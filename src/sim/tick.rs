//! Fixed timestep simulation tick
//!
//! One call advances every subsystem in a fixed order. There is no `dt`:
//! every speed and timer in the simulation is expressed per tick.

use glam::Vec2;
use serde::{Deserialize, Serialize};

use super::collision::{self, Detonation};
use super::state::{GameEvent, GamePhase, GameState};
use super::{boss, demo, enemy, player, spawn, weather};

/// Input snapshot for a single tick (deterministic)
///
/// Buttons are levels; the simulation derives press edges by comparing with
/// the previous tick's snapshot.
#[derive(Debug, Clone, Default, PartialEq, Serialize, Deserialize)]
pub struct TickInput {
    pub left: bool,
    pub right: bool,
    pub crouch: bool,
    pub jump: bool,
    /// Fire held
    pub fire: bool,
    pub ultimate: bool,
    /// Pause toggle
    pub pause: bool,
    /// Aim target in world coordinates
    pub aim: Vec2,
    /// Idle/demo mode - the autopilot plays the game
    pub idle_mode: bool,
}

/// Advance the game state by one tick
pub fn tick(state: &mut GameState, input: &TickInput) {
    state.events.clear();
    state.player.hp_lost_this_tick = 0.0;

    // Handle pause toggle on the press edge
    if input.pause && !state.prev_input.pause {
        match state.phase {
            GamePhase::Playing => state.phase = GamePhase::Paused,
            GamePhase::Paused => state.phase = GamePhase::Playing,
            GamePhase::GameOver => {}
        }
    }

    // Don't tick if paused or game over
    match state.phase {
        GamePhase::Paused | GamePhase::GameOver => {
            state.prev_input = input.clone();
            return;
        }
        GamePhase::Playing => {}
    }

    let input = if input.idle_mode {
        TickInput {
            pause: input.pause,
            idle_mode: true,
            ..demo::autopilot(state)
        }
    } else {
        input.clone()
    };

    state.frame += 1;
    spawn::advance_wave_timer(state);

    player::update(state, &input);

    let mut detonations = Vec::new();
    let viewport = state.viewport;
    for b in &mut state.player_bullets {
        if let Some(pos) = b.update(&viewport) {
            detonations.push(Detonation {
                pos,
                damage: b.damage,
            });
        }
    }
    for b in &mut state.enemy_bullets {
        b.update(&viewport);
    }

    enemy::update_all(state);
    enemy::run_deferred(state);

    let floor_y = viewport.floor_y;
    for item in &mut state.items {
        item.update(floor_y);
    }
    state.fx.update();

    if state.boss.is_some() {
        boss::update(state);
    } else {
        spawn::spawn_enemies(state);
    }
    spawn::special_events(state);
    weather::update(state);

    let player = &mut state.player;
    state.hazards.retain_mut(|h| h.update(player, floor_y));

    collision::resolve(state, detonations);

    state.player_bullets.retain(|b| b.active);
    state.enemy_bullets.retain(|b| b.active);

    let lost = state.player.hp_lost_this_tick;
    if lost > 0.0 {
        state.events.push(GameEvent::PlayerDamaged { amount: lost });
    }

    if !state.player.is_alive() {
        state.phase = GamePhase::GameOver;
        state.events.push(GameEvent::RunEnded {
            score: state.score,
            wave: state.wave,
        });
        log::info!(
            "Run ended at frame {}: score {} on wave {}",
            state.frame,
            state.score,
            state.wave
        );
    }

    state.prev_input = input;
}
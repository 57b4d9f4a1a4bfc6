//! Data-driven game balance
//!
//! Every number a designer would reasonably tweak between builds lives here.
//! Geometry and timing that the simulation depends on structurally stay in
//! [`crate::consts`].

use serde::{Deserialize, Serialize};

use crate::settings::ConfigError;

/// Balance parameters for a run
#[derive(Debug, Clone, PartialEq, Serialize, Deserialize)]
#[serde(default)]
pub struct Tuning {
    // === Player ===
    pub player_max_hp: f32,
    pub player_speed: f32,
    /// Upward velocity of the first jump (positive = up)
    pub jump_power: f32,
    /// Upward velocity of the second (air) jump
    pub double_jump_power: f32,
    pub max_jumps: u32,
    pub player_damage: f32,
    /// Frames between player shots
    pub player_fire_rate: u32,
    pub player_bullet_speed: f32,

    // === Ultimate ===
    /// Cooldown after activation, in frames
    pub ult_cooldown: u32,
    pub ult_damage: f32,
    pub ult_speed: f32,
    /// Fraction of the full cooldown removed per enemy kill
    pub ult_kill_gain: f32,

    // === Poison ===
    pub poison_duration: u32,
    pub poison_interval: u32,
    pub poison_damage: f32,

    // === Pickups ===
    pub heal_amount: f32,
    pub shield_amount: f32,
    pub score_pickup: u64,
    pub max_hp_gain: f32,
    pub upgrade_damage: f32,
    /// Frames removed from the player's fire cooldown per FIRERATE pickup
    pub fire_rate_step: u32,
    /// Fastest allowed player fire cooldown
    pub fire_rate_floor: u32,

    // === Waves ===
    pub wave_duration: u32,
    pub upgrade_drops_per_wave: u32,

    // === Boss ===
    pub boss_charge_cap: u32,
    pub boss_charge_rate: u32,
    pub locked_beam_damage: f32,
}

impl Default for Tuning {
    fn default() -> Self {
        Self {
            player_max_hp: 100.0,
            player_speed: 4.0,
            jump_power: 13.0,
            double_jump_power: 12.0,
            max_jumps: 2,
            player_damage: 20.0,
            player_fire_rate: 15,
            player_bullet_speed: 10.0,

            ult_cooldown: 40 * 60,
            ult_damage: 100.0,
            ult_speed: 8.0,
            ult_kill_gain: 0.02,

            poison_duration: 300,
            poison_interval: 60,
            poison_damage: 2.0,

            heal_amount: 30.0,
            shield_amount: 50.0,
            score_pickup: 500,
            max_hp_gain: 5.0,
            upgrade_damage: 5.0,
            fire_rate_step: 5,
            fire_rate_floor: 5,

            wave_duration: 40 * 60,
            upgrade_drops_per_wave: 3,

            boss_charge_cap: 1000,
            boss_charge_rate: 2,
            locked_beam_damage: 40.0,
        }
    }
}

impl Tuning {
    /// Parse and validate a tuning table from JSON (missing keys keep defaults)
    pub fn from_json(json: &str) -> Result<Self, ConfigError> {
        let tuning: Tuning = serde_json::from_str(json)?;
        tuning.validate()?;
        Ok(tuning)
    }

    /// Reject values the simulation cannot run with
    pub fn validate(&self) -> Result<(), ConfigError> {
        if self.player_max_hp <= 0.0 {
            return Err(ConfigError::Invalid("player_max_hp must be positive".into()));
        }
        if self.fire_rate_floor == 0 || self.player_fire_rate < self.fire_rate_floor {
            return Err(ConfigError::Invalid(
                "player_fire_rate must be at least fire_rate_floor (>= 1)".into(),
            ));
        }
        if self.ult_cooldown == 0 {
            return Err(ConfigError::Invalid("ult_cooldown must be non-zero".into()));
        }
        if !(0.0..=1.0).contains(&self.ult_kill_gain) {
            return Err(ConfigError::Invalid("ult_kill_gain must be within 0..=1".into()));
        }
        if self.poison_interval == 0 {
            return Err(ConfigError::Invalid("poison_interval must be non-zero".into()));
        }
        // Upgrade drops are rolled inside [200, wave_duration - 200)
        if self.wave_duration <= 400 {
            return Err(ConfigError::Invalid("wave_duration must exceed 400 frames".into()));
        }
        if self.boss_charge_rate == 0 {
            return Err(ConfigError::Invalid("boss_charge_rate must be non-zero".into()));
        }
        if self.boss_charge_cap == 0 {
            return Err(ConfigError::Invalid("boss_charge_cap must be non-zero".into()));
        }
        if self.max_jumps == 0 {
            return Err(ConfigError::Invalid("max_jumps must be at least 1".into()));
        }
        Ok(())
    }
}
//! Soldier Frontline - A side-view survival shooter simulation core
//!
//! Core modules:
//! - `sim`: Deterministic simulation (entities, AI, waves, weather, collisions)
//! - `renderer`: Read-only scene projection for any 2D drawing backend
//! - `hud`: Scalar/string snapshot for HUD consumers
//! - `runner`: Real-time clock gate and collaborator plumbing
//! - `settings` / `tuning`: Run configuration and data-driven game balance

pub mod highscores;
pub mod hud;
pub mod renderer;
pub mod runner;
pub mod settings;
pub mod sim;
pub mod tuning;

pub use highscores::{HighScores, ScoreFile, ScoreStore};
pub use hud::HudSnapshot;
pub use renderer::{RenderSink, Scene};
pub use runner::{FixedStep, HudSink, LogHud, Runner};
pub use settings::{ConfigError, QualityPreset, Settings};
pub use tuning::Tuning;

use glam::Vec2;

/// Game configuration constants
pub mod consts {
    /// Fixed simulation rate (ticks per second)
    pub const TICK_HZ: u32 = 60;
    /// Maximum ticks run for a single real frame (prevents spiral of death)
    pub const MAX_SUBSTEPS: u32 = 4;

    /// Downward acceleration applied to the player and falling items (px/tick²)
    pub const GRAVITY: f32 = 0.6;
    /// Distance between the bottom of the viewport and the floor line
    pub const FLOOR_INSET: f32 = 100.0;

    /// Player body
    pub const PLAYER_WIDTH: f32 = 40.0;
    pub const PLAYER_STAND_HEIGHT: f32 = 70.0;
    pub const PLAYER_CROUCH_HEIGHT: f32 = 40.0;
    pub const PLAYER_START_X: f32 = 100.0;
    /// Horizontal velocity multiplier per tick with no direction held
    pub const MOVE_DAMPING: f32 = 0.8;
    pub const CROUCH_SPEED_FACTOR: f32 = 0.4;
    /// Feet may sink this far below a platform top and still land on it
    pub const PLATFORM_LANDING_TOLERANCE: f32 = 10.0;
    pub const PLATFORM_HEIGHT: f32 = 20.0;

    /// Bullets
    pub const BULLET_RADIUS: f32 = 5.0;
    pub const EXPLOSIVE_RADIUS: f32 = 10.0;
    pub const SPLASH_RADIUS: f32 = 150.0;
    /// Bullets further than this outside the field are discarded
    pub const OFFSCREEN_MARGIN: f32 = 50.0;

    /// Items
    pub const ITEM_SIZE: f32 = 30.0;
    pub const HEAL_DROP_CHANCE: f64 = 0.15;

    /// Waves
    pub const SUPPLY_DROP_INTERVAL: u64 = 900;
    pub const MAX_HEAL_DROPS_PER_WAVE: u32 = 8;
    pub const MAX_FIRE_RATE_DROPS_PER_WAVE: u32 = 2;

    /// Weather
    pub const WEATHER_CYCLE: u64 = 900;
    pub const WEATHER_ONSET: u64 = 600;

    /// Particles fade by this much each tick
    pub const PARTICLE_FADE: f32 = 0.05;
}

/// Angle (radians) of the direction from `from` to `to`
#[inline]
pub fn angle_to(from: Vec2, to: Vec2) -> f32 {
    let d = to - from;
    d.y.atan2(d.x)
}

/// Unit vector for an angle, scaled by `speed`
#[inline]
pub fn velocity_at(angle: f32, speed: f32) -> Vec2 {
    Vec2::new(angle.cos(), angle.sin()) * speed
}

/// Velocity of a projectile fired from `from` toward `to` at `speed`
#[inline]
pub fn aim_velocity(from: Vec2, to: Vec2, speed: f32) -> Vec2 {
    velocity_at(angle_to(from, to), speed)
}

***

DIRECTIONS FOR THIS TASK: Search the data for the string "active" and copy each line where it appears.

PROBLEM SOLUTION:
    state.player_bullets.retain(|b| b.active);
    state.enemy_bullets.retain(|b| b.active);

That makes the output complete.